If you do not, Amazon EMR returns the following error: “Cannot replicate block, only managed to replicate to zero nodes.” This error occurs when you generate more data in your cluster than can be stored in HDFS. You will see this error only while the cluster is running, because when the cluster ends it releases the HDFS space it was using.

The amount of HDFS space available to a cluster depends on the number and type of Amazon EC2 instances that are used as core nodes. All of the disk space on each Amazon EC2 instance is available to be used by HDFS. For more information about the amount of local storage for each EC2 instance type, see Instance Types and Families in the Amazon EC2 User Guide for Linux Instances.

The other factor that can affect the amount of HDFS space available is the replication factor, which is the number of copies of each data block that are stored in HDFS for redundancy. The replication factor increases with the number of nodes in the cluster: there are 3 copies of each data block for a cluster with 10 or more nodes, 2 copies of each block for a cluster with 4 to 9 nodes, and 1 copy (no redundancy) for clusters with 3 or fewer nodes. The total HDFS space available is divided by the replication factor. In some cases, such as increasing the number of nodes from 9 to 10, the increase in replication factor can actually cause the amount of available HDFS space to decrease.

For example, a cluster with ten core nodes of type m1.large would have 2833 GB of space available to HDFS ((10 nodes X 850 GB per node)/replication factor of 3).

If your cluster exceeds the amount of space available to HDFS, you can add additional core nodes to your cluster or use data compression to create more HDFS space. If your cluster is one that can be stopped and restarted, you may consider using core nodes of a larger Amazon EC2 instance type. You might also consider adjusting the replication factor. Be aware, though, that decreasing the replication factor reduces the redundancy of HDFS data and your cluster's ability to recover from lost or corrupted HDFS blocks.

Are you seeing "EC2 Quota Exceeded" errors?

If you are getting messages that you are exceeding your Amazon EC2 instance quota, this may be for one of several reasons. Depending on configuration differences, it may take up to 5-20 minutes for previous clusters to terminate and release allocated resources. If you are getting an EC2 QUOTA EXCEEDED error when you attempt to launch a cluster, it may be because resources from a recently terminated cluster have not yet been released. Furthermore, if you attempt to resize an instance group, you may also encounter this error when your new target size is greater than the current instance quota for the account.

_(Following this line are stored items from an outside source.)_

//! HTTP client for the OpenAI-compatible chat-completions endpoint.

use std::time::Duration;

use serde::{Deserialize, Serialize};
use teampulse_core::aggregate::{PlayerScores, TeamAverages};
use teampulse_core::alert::AlertType;
use teampulse_core::update::InsightScope;

use crate::parse::{self, Insight};
use crate::prompt::{self, TeamSnapshot};

/// HTTP request timeout for a single generation call.
const REQUEST_TIMEOUT: Duration = Duration::from_secs(30);

// ---------------------------------------------------------------------------
// Configuration
// ---------------------------------------------------------------------------

/// Connection settings for the generation service.
///
/// | Variable           | Default                     |
/// |--------------------|-----------------------------|
/// | `INSIGHTS_API_URL` | `https://api.openai.com/v1` |
/// | `INSIGHTS_API_KEY` | required                    |
/// | `INSIGHTS_MODEL`   | `gpt-4o-mini`               |
#[derive(Debug, Clone)]
pub struct InsightsConfig {
    pub api_url: String,
    pub api_key: String,
    pub model: String,
}

impl InsightsConfig {
    /// Load the configuration from environment variables.
    ///
    /// Panics when `INSIGHTS_API_KEY` is missing; generation is not an
    /// optional subsystem.
    pub fn from_env() -> Self {
        Self {
            api_url: std::env::var("INSIGHTS_API_URL")
                .unwrap_or_else(|_| "https://api.openai.com/v1".into()),
            api_key: std::env::var("INSIGHTS_API_KEY").expect("INSIGHTS_API_KEY must be set"),
            model: std::env::var("INSIGHTS_MODEL").unwrap_or_else(|_| "gpt-4o-mini".into()),
        }
    }
}

// ---------------------------------------------------------------------------
// Wire types
// ---------------------------------------------------------------------------

#[derive(Debug, Serialize)]
struct ChatRequest<'a> {
    model: &'a str,
    messages: Vec<ChatMessage<'a>>,
    temperature: f32,
}

#[derive(Debug, Serialize)]
struct ChatMessage<'a> {
    role: &'a str,
    content: &'a str,
}

#[derive(Debug, Deserialize)]
struct ChatResponse {
    choices: Vec<ChatChoice>,
}

#[derive(Debug, Deserialize)]
struct ChatChoice {
    message: ChatResponseMessage,
}

#[derive(Debug, Deserialize)]
struct ChatResponseMessage {
    content: Option<String>,
}

// ---------------------------------------------------------------------------
// Error
// ---------------------------------------------------------------------------

/// Errors from the generation service boundary.
#[derive(Debug, thiserror::Error)]
pub enum InsightsError {
    /// The HTTP request itself failed (network, DNS, timeout, etc.).
    #[error("HTTP request failed: {0}")]
    Request(#[from] reqwest::Error),

    /// The service returned a non-2xx status code.
    #[error("generation service error ({status}): {body}")]
    Api {
        /// HTTP status code.
        status: u16,
        /// Raw response body for debugging.
        body: String,
    },

    /// The service answered but with no usable message content.
    #[error("generation service returned an empty response")]
    EmptyResponse,

    /// The message content failed validation.
    #[error(transparent)]
    Parse(#[from] parse::ParseError),
}

// ---------------------------------------------------------------------------
// Client
// ---------------------------------------------------------------------------

/// Client for the external insight-generation service.
///
/// All public generation methods are fail-soft: any error is logged at
/// warn level and collapses to `None` so a bad generation call never
/// fails the surrounding job or request.
pub struct InsightsClient {
    client: reqwest::Client,
    config: InsightsConfig,
}

impl InsightsClient {
    /// Create a client with a pre-configured HTTP client.
    pub fn new(config: InsightsConfig) -> Self {
        let client = reqwest::Client::builder()
            .timeout(REQUEST_TIMEOUT)
            .build()
            .expect("Failed to build reqwest HTTP client");
        Self { client, config }
    }

    /// Generate a team-scope insight from the day's aggregates.
    pub async fn team_insight(
        &self,
        team_name: &str,
        averages: &TeamAverages,
        player_count: usize,
    ) -> Option<Insight> {
        let user = prompt::team_user_prompt(team_name, averages, player_count);
        match self.generate(InsightScope::Team, &user).await {
            Ok(insight) => Some(insight),
            Err(e) => {
                tracing::warn!(team = team_name, error = %e, "team insight generation failed");
                None
            }
        }
    }

    /// Generate a club-scope insight from the club's team summaries.
    pub async fn club_insight(&self, club_name: &str, teams: &[TeamSnapshot]) -> Option<Insight> {
        let user = prompt::club_user_prompt(club_name, teams);
        match self.generate(InsightScope::Club, &user).await {
            Ok(insight) => Some(insight),
            Err(e) => {
                tracing::warn!(club = club_name, error = %e, "club insight generation failed");
                None
            }
        }
    }

    /// Generate a personal insight comparing a player to their team.
    pub async fn player_insight(
        &self,
        player_name: &str,
        scores: &PlayerScores,
        team_averages: &TeamAverages,
    ) -> Option<Insight> {
        let user = prompt::player_user_prompt(player_name, scores, team_averages);
        match self.generate(InsightScope::Player, &user).await {
            Ok(insight) => Some(insight),
            Err(e) => {
                tracing::warn!(player = player_name, error = %e, "player insight generation failed");
                None
            }
        }
    }

    /// Classify a check-in message; `Some` means an alert should be raised.
    ///
    /// Errors are logged and mean "no alert", the same as a clean answer.
    pub async fn screen_message(&self, message: &str) -> Option<AlertType> {
        match self
            .chat(prompt::SCREENING_SYSTEM, &prompt::screening_user(message))
            .await
        {
            Ok(raw) => parse::parse_screening(&raw),
            Err(e) => {
                tracing::warn!(error = %e, "check-in screening failed");
                None
            }
        }
    }

    /// Run one generation call and validate the structured answer.
    async fn generate(
        &self,
        scope: InsightScope,
        user_prompt: &str,
    ) -> Result<Insight, InsightsError> {
        let raw = self.chat(&prompt::system_prompt(scope), user_prompt).await?;
        Ok(parse::parse_insight(&raw, scope)?)
    }

    /// Send one chat-completions request and return the answer text.
    async fn chat(&self, system: &str, user: &str) -> Result<String, InsightsError> {
        let request = ChatRequest {
            model: &self.config.model,
            messages: vec![
                ChatMessage {
                    role: "system",
                    content: system,
                },
                ChatMessage {
                    role: "user",
                    content: user,
                },
            ],
            temperature: 0.7,
        };

        let response = self
            .client
            .post(format!("{}/chat/completions", self.config.api_url))
            .bearer_auth(&self.config.api_key)
            .json(&request)
            .send()
            .await?;

        let status = response.status();
        if !status.is_success() {
            let body = response
                .text()
                .await
                .unwrap_or_else(|_| "<unreadable body>".to_string());
            return Err(InsightsError::Api {
                status: status.as_u16(),
                body,
            });
        }

        let parsed: ChatResponse = response.json().await?;
        parsed
            .choices
            .into_iter()
            .next()
            .and_then(|choice| choice.message.content)
            .filter(|content| !content.trim().is_empty())
            .ok_or(InsightsError::EmptyResponse)
    }
}

// ---------------------------------------------------------------------------
// Tests
// ---------------------------------------------------------------------------

#[cfg(test)]
mod tests {
    use super::*;

    fn test_config() -> InsightsConfig {
        InsightsConfig {
            api_url: "http://localhost:1".to_string(),
            api_key: "test-key".to_string(),
            model: "test-model".to_string(),
        }
    }

    #[test]
    fn new_does_not_panic() {
        let _client = InsightsClient::new(test_config());
    }

    #[test]
    fn api_error_display_includes_status_and_body() {
        let err = InsightsError::Api {
            status: 429,
            body: "rate limited".to_string(),
        };
        assert_eq!(
            err.to_string(),
            "generation service error (429): rate limited"
        );
    }

    #[test]
    fn empty_response_error_display() {
        assert_eq!(
            InsightsError::EmptyResponse.to_string(),
            "generation service returned an empty response"
        );
    }

    #[test]
    fn chat_request_serializes_role_and_content() {
        let request = ChatRequest {
            model: "m",
            messages: vec![ChatMessage {
                role: "system",
                content: "hello",
            }],
            temperature: 0.7,
        };
        let json = serde_json::to_value(&request).unwrap();
        assert_eq!(json["model"], "m");
        assert_eq!(json["messages"][0]["role"], "system");
        assert_eq!(json["messages"][0]["content"], "hello");
    }

    #[test]
    fn chat_response_parses_first_choice_content() {
        let json = r#"{"id":"x","choices":[{"index":0,"message":{"role":"assistant","content":"hi"}}]}"#;
        let parsed: ChatResponse = serde_json::from_str(json).unwrap();
        assert_eq!(parsed.choices[0].message.content.as_deref(), Some("hi"));
    }
}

In these cases, you can either terminate and launch the cluster with a smaller target size. In all cases, you can terminate unused cluster resources or EC2 instances, request that your Amazon EC2 quota be increased, or wait to re-launch a cluster.


You cannot issue more than one resize request to the same cluster. Therefore, if your first request fails, you will have to potentially terminate your current cluster and launch another cluster to with the number of instances desired.

Are you seeing "Too many fetch-failures" errors?

The presence of "Too many fetch-failures" or "Error reading task output" error messages in step or task attempt logs indicates the running task is dependent on the output of another task. This often occurs when a reduce task is queued to execute and requires the output of one or more map tasks and the output is not yet available.

There are several reasons the output may not be available:

  • The prerequisite task is still processing. This is often a map task.

  • The data may be unavailable due to poor network connectivity if the data is located on a different instance.

  • If HDFS is used to retrieve the output, there may be an issue with HDFS.

The most common cause of this error is that the previous task is still processing. This is especially likely if the errors are occurring when the reduce tasks are first trying to run. You can check whether this is the case by reviewing the syslog log for the cluster step that is returning the error. If the syslog shows both map and reduce tasks making progress, this indicates that the reduce phase has started while there are map tasks that have not yet completed.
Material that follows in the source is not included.